Schwenckia hyssopifolia

Scientific classification
- Kingdom: Plantae
- Clade: Embryophytes
- Clade: Tracheophytes
- Clade: Spermatophytes
- Clade: Angiosperms
- Clade: Eudicots
- Clade: Asterids
- Order: Solanales
- Family: Solanaceae
- Genus: Schwenckia
- Species: S. hyssopifolia
- Binomial name: Schwenckia hyssopifolia Benth.

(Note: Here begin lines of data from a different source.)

//! Core data models for the S3 browsing proxy.
//!
//! These entities describe what the proxy passes between the browser and the
//! storage backend: validated credential material and the object/bucket
//! metadata returned by listing calls. They serialize naturally as JSON via
//! `serde`.

pub mod bucket;
pub mod credential;
pub mod object;
use axum::{
    Json,
    http::StatusCode,
    response::{IntoResponse, Response},
};
use serde_json::json;
use thiserror::Error;

use crate::s3::S3Error;

/// Closed error taxonomy for the HTTP surface.
///
/// Every failure path maps to exactly one of these; nothing is retried and
/// nothing is swallowed. Page handlers translate `Unauthenticated` into a
/// redirect to the login view themselves; for API-style endpoints the
/// `IntoResponse` mapping below applies.
#[derive(Debug, Error)]
pub enum AppError {
    /// No credential is bound to the session.
    #[error("authentication required")]
    Unauthenticated,

    /// The login probe rejected the supplied credentials. Deliberately one
    /// generic message: network failure and bad keys are indistinguishable
    /// to the end user.
    #[error("Invalid credentials or endpoint!")]
    InvalidCredentials,

    /// A required request parameter is missing or empty.
    #[error("{0}")]
    InvalidRequest(String),

    /// The storage call failed; carries the raw backend error text.
    #[error("{0}")]
    Backend(String),
}

impl AppError {
    pub fn status(&self) -> StatusCode {
        match self {
            AppError::Unauthenticated | AppError::InvalidCredentials => StatusCode::UNAUTHORIZED,
            AppError::InvalidRequest(_) => StatusCode::BAD_REQUEST,
            AppError::Backend(_) => StatusCode::INTERNAL_SERVER_ERROR,
        }
    }
}

impl IntoResponse for AppError {
    fn into_response(self) -> Response {
        let status = self.status();
        let body = Json(json!({
            "error": self.to_string(),
            "status": status.as_u16()
        }));

        (status, body).into_response()
    }
}

impl From<S3Error> for AppError {
    fn from(err: S3Error) -> Self {
        AppError::Backend(err.to_string())
    }
}

#[cfg(test)]
mod tests {
    use super::*;

    #[test]
    fn status_mapping_follows_the_taxonomy() {
        assert_eq!(AppError::Unauthenticated.status(), StatusCode::UNAUTHORIZED);
        assert_eq!(
            AppError::InvalidRequest("bucket is required".into()).status(),
            StatusCode::BAD_REQUEST
        );
        assert_eq!(
            AppError::Backend("boom".into()).status(),
            StatusCode::INTERNAL_SERVER_ERROR
        );
    }
}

= Schwenckia hyssopifolia =

- Genus: Schwenckia
- Species: hyssopifolia
- Authority: Benth.

Species of flowering plant

Schwenckia hyssopifolia is a species of flowering plant in the family Solanaceae. It is native to northeastern Brazil, where it primarily grows in seasonally dry tropical biomes. The species was first described by the British botanist George Bentham and published in Flora Brasiliensis in 1846.

== Description ==
The leaves are hairless, with the lower leaves borne on short stalks and the upper leaves stalkless. They are oblong in shape and have a truncate-hastate base. The flowers are arranged in a loose panicle with very short, glandular-hairy pedicels. The calyx teeth are much shorter than the calyx tube and are somewhat pointed. The corolla segments extend beyond the lobes between the sinuses.